–
Moça, a senhora pode me ajudar? – foi o que saiu do interfone, naquela tarde de
terça-feira. Era uma voz de menino, de uns 11, 12 anos.
–
O que você deseja?
–
É que a gente viu um passarinho que não estava conseguindo voar, tentamos
pegar, mas ele pulou aí pra dentro do seu prédio. A senhora pode abrir o portão
pra gente entrar e pegar ele?
A
surpresa daquele pedido me tomou por alguns segundos e, antes que eu pudesse
ter qualquer tipo de reação, a voz me informou feliz e prontamente:
–
Não precisa mais, não! Ele já saiu.
Larguei
tudo e corri pra varanda para dar imagem àquela cena que já se desenhava na
minha cabeça.

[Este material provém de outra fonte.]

//! HTTP-level integration tests for the movie catalog endpoints.

mod common;

use axum::http::StatusCode;
use common::{body_json, delete_auth, get, post_json_auth, put_json_auth};
use sqlx::PgPool;

fn movie_body(screenings: serde_json::Value) -> serde_json::Value {
    serde_json::json!({
        "title": "Inception",
        "description": "A mind-bending thriller",
        "duration": 148,
        "start_date": "2023-06-01",
        "end_date": "2023-06-30",
        "screenings": screenings,
    })
}

// ---------------------------------------------------------------------------
// Authorization
// ---------------------------------------------------------------------------

#[sqlx::test(migrations = "../db/migrations")]
async fn catalog_mutations_require_authentication(pool: PgPool) {
    let app = common::build_test_app(pool);

    let response = common::post_json(&app, "/movies", movie_body(serde_json::json!(["2023-06-01T18:00:00"]))).await;
    assert_eq!(response.status(), StatusCode::UNAUTHORIZED);
}

#[sqlx::test(migrations = "../db/migrations")]
async fn catalog_mutations_are_forbidden_below_manager(pool: PgPool) {
    common::create_test_user(&pool, "carl", "client").await;
    let app = common::build_test_app(pool.clone());
    let token = common::login_token(&app, "carl").await;

    let response = post_json_auth(
        &app,
        "/movies",
        &token,
        movie_body(serde_json::json!(["2023-06-01T18:00:00"])),
    )
    .await;
    assert_eq!(response.status(), StatusCode::FORBIDDEN);

    // The denial names the caller's role and the accepted set.
    let json = body_json(response).await;
    let message = json["error"].as_str().unwrap();
    assert!(message.contains("client"), "message should name the caller role: {message}");
    assert!(message.contains("manager"), "message should name the required roles: {message}");
}

// ---------------------------------------------------------------------------
// Create: validation
// ---------------------------------------------------------------------------

#[sqlx::test(migrations = "../db/migrations")]
async fn create_movie_validates_before_touching_the_store(pool: PgPool) {
    common::create_test_user(&pool, "meg", "manager").await;
    let app = common::build_test_app(pool.clone());
    let token = common::login_token(&app, "meg").await;

    // Missing title.
    let mut body = movie_body(serde_json::json!(["2023-06-01T18:00:00"]));
    body["title"] = serde_json::Value::Null;
    let response = post_json_auth(&app, "/movies", &token, body).await;
    assert_eq!(response.status(), StatusCode::BAD_REQUEST);
    let json = body_json(response).await;
    assert_eq!(
        json["error"],
        "Missing required fields (title, duration, start_date, or end_date)"
    );

    // Malformed date.
    let mut body = movie_body(serde_json::json!(["2023-06-01T18:00:00"]));
    body["start_date"] = serde_json::json!("June 1st 2023");
    let response = post_json_auth(&app, "/movies", &token, body).await;
    assert_eq!(response.status(), StatusCode::BAD_REQUEST);
    assert_eq!(body_json(response).await["error"], "Invalid date format");

    // Empty screening list.
    let response = post_json_auth(&app, "/movies", &token, movie_body(serde_json::json!([]))).await;
    assert_eq!(response.status(), StatusCode::BAD_REQUEST);
    assert_eq!(
        body_json(response).await["error"],
        "At least one screening time is required"
    );

    // Unparsable screening time aborts the whole request.
    let response = post_json_auth(
        &app,
        "/movies",
        &token,
        movie_body(serde_json::json!(["2023-06-01T18:00:00", ""])),
    )
    .await;
    assert_eq!(response.status(), StatusCode::BAD_REQUEST);
    assert_eq!(body_json(response).await["error"], "Invalid screening time");

    // Nothing reached the store.
    let (movies,): (i64,) = sqlx::query_as("SELECT COUNT(*) FROM movies")
        .fetch_one(&pool)
        .await
        .unwrap();
    assert_eq!(movies, 0);
}

// ---------------------------------------------------------------------------
// Create + playing-on-date scenario
// ---------------------------------------------------------------------------

#[sqlx::test(migrations = "../db/migrations")]
async fn created_movie_shows_up_in_playing_listing(pool: PgPool) {
    common::create_test_user(&pool, "meg", "manager").await;
    let app = common::build_test_app(pool);
    let token = common::login_token(&app, "meg").await;

    let created = common::create_movie(&app, &token, "Inception", &["2023-06-01T18:00:00"]).await;
    assert_eq!(created["screenings_added"], 1);
    assert!(created["movie_id"].is_number());

    let response = get(&app, "/movies/playing?date=2023-06-01").await;
    assert_eq!(response.status(), StatusCode::OK);
    let json = body_json(response).await;
    assert_eq!(json["count"], 1);
    assert_eq!(json["data"][0]["title"], "Inception");
    assert_eq!(json["data"][0]["screenings"], serde_json::json!(["18:00:00"]));
    assert_eq!(json["data"][0]["screening_ids"].as_array().unwrap().len(), 1);

    // Outside the run window the movie disappears.
    let response = get(&app, "/movies/playing?date=2023-07-15").await;
    let json = body_json(response).await;
    assert_eq!(json["count"], 0);
}

#[sqlx::test(migrations = "../db/migrations")]
async fn playing_requires_a_strict_date_parameter(pool: PgPool) {
    let app = common::build_test_app(pool);

    let response = get(&app, "/movies/playing").await;
    assert_eq!(response.status(), StatusCode::BAD_REQUEST);
    assert_eq!(body_json(response).await["error"], "Date parameter is required");

    for bad in ["2023-6-1", "01-06-2023", "yesterday", "2023-02-30"] {
        let response = get(&app, &format!("/movies/playing?date={bad}")).await;
        assert_eq!(response.status(), StatusCode::BAD_REQUEST, "{bad} must be rejected");
        assert_eq!(
            body_json(response).await["error"],
            "Invalid date format. Please use YYYY-MM-DD format"
        );
    }
}

// ---------------------------------------------------------------------------
// Update
// ---------------------------------------------------------------------------

#[sqlx::test(migrations = "../db/migrations")]
async fn update_replaces_screenings_and_reports_count(pool: PgPool) {
    common::create_test_user(&pool, "meg", "manager").await;
    let app = common::build_test_app(pool);
    let token = common::login_token(&app, "meg").await;

    let created = common::create_movie(
        &app,
        &token,
        "Inception",
        &["2023-06-01T18:00:00", "2023-06-02T20:30:00"],
    )
    .await;
    let movie_id = created["movie_id"].as_i64().unwrap();

    let response = put_json_auth(
        &app,
        &format!("/movies/{movie_id}"),
        &token,
        movie_body(serde_json::json!(["2023-06-20T19:00:00"])),
    )
    .await;
    assert_eq!(response.status(), StatusCode::OK);
    assert_eq!(body_json(response).await["screenings_updated"], 1);

    // The catalog listing shows exactly the new set.
    let listing = body_json(get(&app, "/movies").await).await;
    let screenings = listing[0]["screenings"].as_array().unwrap();
    assert_eq!(screenings.len(), 1);
    assert_eq!(screenings[0]["screening_time"], "2023-06-20T19:00:00");
}

#[sqlx::test(migrations = "../db/migrations")]
async fn update_requires_the_screenings_field(pool: PgPool) {
    common::create_test_user(&pool, "meg", "manager").await;
    let app = common::build_test_app(pool);
    let token = common::login_token(&app, "meg").await;

    let created = common::create_movie(&app, &token, "Inception", &["2023-06-01T18:00:00"]).await;
    let movie_id = created["movie_id"].as_i64().unwrap();

    let mut body = movie_body(serde_json::json!([]));
    body.as_object_mut().unwrap().remove("screenings");
    let response = put_json_auth(&app, &format!("/movies/{movie_id}"), &token, body).await;
    assert_eq!(response.status(), StatusCode::BAD_REQUEST);
    assert_eq!(body_json(response).await["error"], "Screenings must be an array");
}

#[sqlx::test(migrations = "../db/migrations")]
async fn update_unknown_movie_returns_not_found(pool: PgPool) {
    common::create_test_user(&pool, "meg", "manager").await;
    let app = common::build_test_app(pool);
    let token = common::login_token(&app, "meg").await;

    let response = put_json_auth(
        &app,
        "/movies/9999",
        &token,
        movie_body(serde_json::json!(["2023-06-01T18:00:00"])),
    )
    .await;
    assert_eq!(response.status(), StatusCode::NOT_FOUND);
}

// ---------------------------------------------------------------------------
// Delete
// ---------------------------------------------------------------------------

#[sqlx::test(migrations = "../db/migrations")]
async fn delete_removes_movie_and_unknown_id_is_not_found(pool: PgPool) {
    common::create_test_user(&pool, "meg", "manager").await;
    let app = common::build_test_app(pool);
    let token = common::login_token(&app, "meg").await;

    let created = common::create_movie(&app, &token, "Inception", &["2023-06-01T18:00:00"]).await;
    let movie_id = created["movie_id"].as_i64().unwrap();

    let response = delete_auth(&app, &format!("/movies/{movie_id}"), &token).await;
    assert_eq!(response.status(), StatusCode::NO_CONTENT);

    let listing = body_json(get(&app, "/movies").await).await;
    assert_eq!(listing.as_array().unwrap().len(), 0);

    let response = delete_auth(&app, &format!("/movies/{movie_id}"), &token).await;
    assert_eq!(response.status(), StatusCode::NOT_FOUND);
}
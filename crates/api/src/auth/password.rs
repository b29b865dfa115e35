//! Argon2id password hashing, verification, and strength validation.
//!
//! All password hashes use the Argon2id variant with a cryptographically
//! random salt generated via [`OsRng`]. The PHC string format is used for
//! storage so that algorithm parameters and salt are embedded in the hash
//! itself.

use argon2::password_hash::rand_core::OsRng;
use argon2::password_hash::{PasswordHash, PasswordHasher, PasswordVerifier, SaltString};
use argon2::Argon2;

/// Hash a plaintext password using Argon2id with a random salt.
///
/// Returns the PHC-formatted hash string (includes algorithm, params, salt, and hash).
pub fn hash_password(password: &str) -> Result<String, argon2::password_hash::Error> {
    let salt = SaltString::generate(&mut OsRng);
    let argon2 = Argon2::default(); // Argon2id with default params
    let hash = argon2.hash_password(password.as_bytes(), &salt)?;
    Ok(hash.to_string())
}

/// Verify a plaintext password against a stored PHC-formatted Argon2id hash.
///
/// Returns `Ok(true)` if the password matches, `Ok(false)` if it does not.
pub fn verify_password(password: &str, hash: &str) -> Result<bool, argon2::password_hash::Error> {
    let parsed_hash = PasswordHash::new(hash)?;
    match Argon2::default().verify_password(password.as_bytes(), &parsed_hash) {
        Ok(()) => Ok(true),
        Err(argon2::password_hash::Error::Password) => Ok(false),
        Err(e) => Err(e),
    }
}

/// Validate that a password meets the minimum length requirement.
///
/// Returns `Ok(())` when the password is acceptable, or `Err` with a
/// human-readable explanation.
pub fn validate_password_strength(password: &str, min_length: usize) -> Result<(), String> {
    if password.len() < min_length {
        return Err(format!(
            "Password must be at least {min_length} characters long"
        ));
    }
    Ok(())
}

Do alto, vi dois garotos, uniforme de escola, mochilas nas
costas. Com um pequeno pássaro nas mãos, cochichavam resoluções importantíssimas, decidindo
o futuro daquele ser de asa quebrada. Não demorou quase nada e retomaram o passo,
confiantes, com parte da missão cumprida.
A
verdade é que senti uma pontinha de tristeza por não ter tido a sorte de
participar ativamente de um resgate tão valioso. Entretanto, fui presenteada com
outra espécie de sentimento: a esperança. É que em dias de tanta violência, desrespeito
e falcatruas, um esforço tão doce e despretensioso como aquele me chamou de volta à
vida. Ver os meninos interrompendo a volta pra casa pra salvar o passarinho me
fez acreditar que nem tudo está perdido. Que ainda dá pra pensar num futuro
menos desesperador.
Nunca
saberei se o passarinho voltou a ganhar o céu, mas tenho muito a agradecer
àqueles dois heróis. Quando saíram altivos, certos de que salvaram o dia, nem
tinham a dimensão da importância que aquele resgate tinha tomado. Ainda não
consigo voar de verdade, mas perdi um pouco do medo de sair da gaiola.